Era il 5 novembre 2007, quando Google rilasciava la prima versione beta di Android: 10 anni fa nasceva ufficialmente il sistema operativo dedicato ai dispositivi mobili più diffuso al mondo con oltre due miliardi d’installazioni. Presente su circa l’82% degli smartphone e il 66% dei tablet, la piattaforma s’appresta a essere aggiornata a Oreo. Nel corso del tempo, Android è approdato agli smartwatch e ad altre soluzioni integrate per la cosiddetta internet of things. Eppure, Andy Rubin e i suoi soci – che lo concepirono già nel 2003 – pensavano d’installarlo sulle fotocamere digitali (come pure è avvenuto in seguito).

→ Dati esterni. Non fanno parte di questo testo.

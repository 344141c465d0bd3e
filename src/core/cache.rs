//! Caching functionality for per-file analysis results
//!
//! The cache maps content hashes to per-file classification outputs so that
//! repeated runs skip re-analysis of unchanged files. It is backed by a JSON
//! file scoped to the project root, loaded at run start and flushed at run
//! end. Lookups and stores are concurrent-safe; entries for a given hash are
//! pure functions of file content, so same-hash races are idempotent.

use crate::analyzers::Contribution;
use crate::error::{Result, ScribeError};
use crate::utils::fs::sha256_hex;
use dashmap::DashMap;
use std::collections::BTreeMap;
use std::path::{Path, PathBuf};
use std::sync::atomic::{AtomicUsize, Ordering};

/// Per-file classification outputs keyed by content hash
pub type CacheEntry = Contribution;

/// Thread-safe, persistable analysis cache
pub struct AnalysisCache {
    entries: DashMap<String, CacheEntry>,
    hits: AtomicUsize,
    misses: AtomicUsize,
    /// Persistence location; None keeps the cache in memory only
    path: Option<PathBuf>,
}

impl AnalysisCache {
    /// Create an empty in-memory cache (used when caching is disabled)
    pub fn in_memory() -> Self {
        Self {
            entries: DashMap::new(),
            hits: AtomicUsize::new(0),
            misses: AtomicUsize::new(0),
            path: None,
        }
    }

    /// Load a cache from the given file, starting empty when it is missing
    /// or unreadable
    pub fn load(path: PathBuf) -> Self {
        let entries = DashMap::new();

        if let Ok(content) = std::fs::read_to_string(&path) {
            if let Ok(stored) = serde_json::from_str::<BTreeMap<String, CacheEntry>>(&content) {
                for (hash, entry) in stored {
                    entries.insert(hash, entry);
                }
            }
        }

        Self {
            entries,
            hits: AtomicUsize::new(0),
            misses: AtomicUsize::new(0),
            path: Some(path),
        }
    }

    /// Look up an entry by content hash, recording a hit or miss
    pub fn lookup(&self, hash: &str) -> Option<CacheEntry> {
        match self.entries.get(hash) {
            Some(entry) => {
                self.hits.fetch_add(1, Ordering::Relaxed);
                Some(entry.clone())
            }
            None => {
                self.misses.fetch_add(1, Ordering::Relaxed);
                None
            }
        }
    }

    /// Store an entry under a content hash
    pub fn store(&self, hash: &str, entry: CacheEntry) {
        self.entries.insert(hash.to_string(), entry);
    }

    /// Flush the cache to its backing file
    ///
    /// Entries are written as a sorted map, so the on-disk form is stable
    /// across runs; concurrent writers converge last-writer-wins per key.
    pub fn flush(&self) -> Result<()> {
        let Some(path) = &self.path else {
            return Ok(());
        };

        if let Some(parent) = path.parent() {
            std::fs::create_dir_all(parent)
                .map_err(|err| ScribeError::cache_error(format!("create {}: {}", parent.display(), err)))?;
        }

        let sorted: BTreeMap<String, CacheEntry> = self
            .entries
            .iter()
            .map(|entry| (entry.key().clone(), entry.value().clone()))
            .collect();

        let json = serde_json::to_string(&sorted)
            .map_err(|err| ScribeError::cache_error(format!("serialize cache: {}", err)))?;
        std::fs::write(path, json)
            .map_err(|err| ScribeError::cache_error(format!("write {}: {}", path.display(), err)))?;
        Ok(())
    }

    /// Remove all entries and reset statistics
    pub fn clear(&self) {
        self.entries.clear();
        self.hits.store(0, Ordering::Relaxed);
        self.misses.store(0, Ordering::Relaxed);
    }

    /// Number of cached entries
    pub fn len(&self) -> usize {
        self.entries.len()
    }

    /// Check if the cache is empty
    pub fn is_empty(&self) -> bool {
        self.entries.is_empty()
    }

    /// Hit and miss counts for this run
    pub fn stats(&self) -> (usize, usize) {
        (
            self.hits.load(Ordering::Relaxed),
            self.misses.load(Ordering::Relaxed),
        )
    }

    /// Fraction of lookups served from the cache (0.0 when none happened)
    pub fn hit_ratio(&self) -> f64 {
        let (hits, misses) = self.stats();
        let total = hits + misses;
        if total == 0 {
            0.0
        } else {
            hits as f64 / total as f64
        }
    }
}

/// Default cache file location for a project root
///
/// The file name is derived from the canonicalized root path, so distinct
/// projects never share a cache file.
pub fn default_cache_path(cache_dir: Option<&Path>, root: &Path) -> Option<PathBuf> {
    let base = match cache_dir {
        Some(dir) => dir.to_path_buf(),
        None => dirs::cache_dir()?.join("scribe"),
    };

    let canonical = root
        .canonicalize()
        .unwrap_or_else(|_| root.to_path_buf());
    let digest = sha256_hex(canonical.to_string_lossy().as_bytes());
    Some(base.join(format!("{}.json", &digest[..16])))
}
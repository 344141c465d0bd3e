use scribe::cli::{Args, Command};
use std::process;

fn main() {
    let args = Args::parse_args();

    let command = Command::from_args(args);

    process::exit(command.run());
}
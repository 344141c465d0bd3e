//! Configuration settings validation

use crate::error::{Result, ScribeError};
use crate::models::config::Settings;
use crate::models::SectionId;
use crate::render::Template;

/// Settings validator for ensuring configuration is valid
///
/// Validation happens before any filesystem traversal, so configuration
/// errors abort the run before partial output can be produced.
pub struct SettingsValidator;

impl SettingsValidator {
    /// Validate settings and return errors if invalid
    pub fn validate(settings: &Settings) -> Result<()> {
        // Validate exclude patterns
        for pattern in &settings.exclude_patterns {
            glob::Pattern::new(pattern).map_err(|e| {
                ScribeError::config_error(format!("Invalid exclude pattern '{}': {}", pattern, e))
            })?;
        }

        // Validate depth limits
        if let Some(depth) = settings.max_depth {
            if depth == 0 {
                return Err(ScribeError::config_error("Max depth must be at least 1"));
            }
        }
        if settings.structure_depth == 0 {
            return Err(ScribeError::config_error(
                "Structure depth must be at least 1",
            ));
        }

        // The template must exist
        Template::builtin(&settings.template)?;

        // Every configured section name must be known
        if let Some(sections) = &settings.sections {
            for name in sections {
                name.parse::<SectionId>()?;
            }
        }

        Ok(())
    }
}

Il presente di Android è legato alla competizione con iOS, sviluppato da Apple, che rappresenta l’unico rivale sopravvissuto allo strapotere della piattaforma di Google: escluse le ROM derivate come GalaxyOS, LineageOS, MIUI, ecc. le alternative che sono state proposte hanno fallito — da Windows Phone a BlackBerry OS, da webOS a Palm OS. Il futuro guarda ai mercati in via di sviluppo con Android Go e i device prodotti da società emergenti per conquistare il prossimo miliardo d’utenti. Un settore che a Cupertino non è mai interessato granché, preferendo puntare sulle soluzioni di fascia alta.

Nexus vs Pixel

La storia di successo del sistema operativo passa attraverso i numerosi dispositivi distribuiti dai diversi partner, ma non possiamo dimenticare gli esperimenti di Google per competere direttamente con iPhone e iPad: la serie Nexus – di volta in volta prodotta da ASUS, HTC, LG, Motorola, Samsung o Huawei – ha costituito una svolta nella creazione di smartphone e tablet per Android.

La dozzina di device prodotti dal 2010 al 2015 è stata un punto di riferimento per i consumatori di tutto il mondo che volevano provare un’esperienza priva delle personalizzazioni previste dalle varie aziende.

Coi Pixel è stata inaugurata una nuova fase, ancora più vicina al modello di Cupertino: dal 2013, quando Google ha presentato il Chromebook omonimo, a stabilire il design dei dispositivi (sempre prodotti da terze parti) è direttamente Big G.

Accolti con interesse dagli utenti, s’apprestano ad arrivare anche in Italia nonostante i problemi riscontrati. Non è chiaro se a Mountain View abbiano in programma, un domani, di produrre da sé gli smartphone e i tablet come già avviene per iPhone e iPad di Apple.

Motorola e HTC

Il percorso affrontato da Android, quanto alla gestione di Google, non è sempre stato lineare.

L’acquisto di Motorola nel 2011 – rivenduta nel 2014 a Lenovo – col senno di poi non sembra essere stata una buona idea: ha determinato la chiusura della serie Nexus e causato una considerevole perdita di capitale a Mountain View, che avrebbe voluto mantenere negli Stati Uniti un simbolo della tecnologia nordamericana. Nelle mani del colosso cinese, l’azienda continua a proporre dei dispositivi pregevoli che s’inseriscono soprattutto nella fascia medio-bassa più alcuni esperimenti interessanti sugli accessori ufficiali a corredo.

Riguardo all’investimento in HTC che risale al mese di settembre, al contrario, sembra che Google abbia aggiustato il tiro. Le prime indiscrezioni parlavano di un assorbimento simile a quello avvenuto con Motorola, mentre Big G ha preferito limitarsi ad assumere 2.000 dipendenti da assegnare alla divisione dei Pixel.

Un ritorno alle origini, considerando che il Dream del 2008 (commercializzato da T-Mobile come G1 in Europa e negli Stati Uniti) è stato il primissimo smartphone della storia a installare Android. Un buono auspicio per un nuovo inizio dopo 10 anni di successi?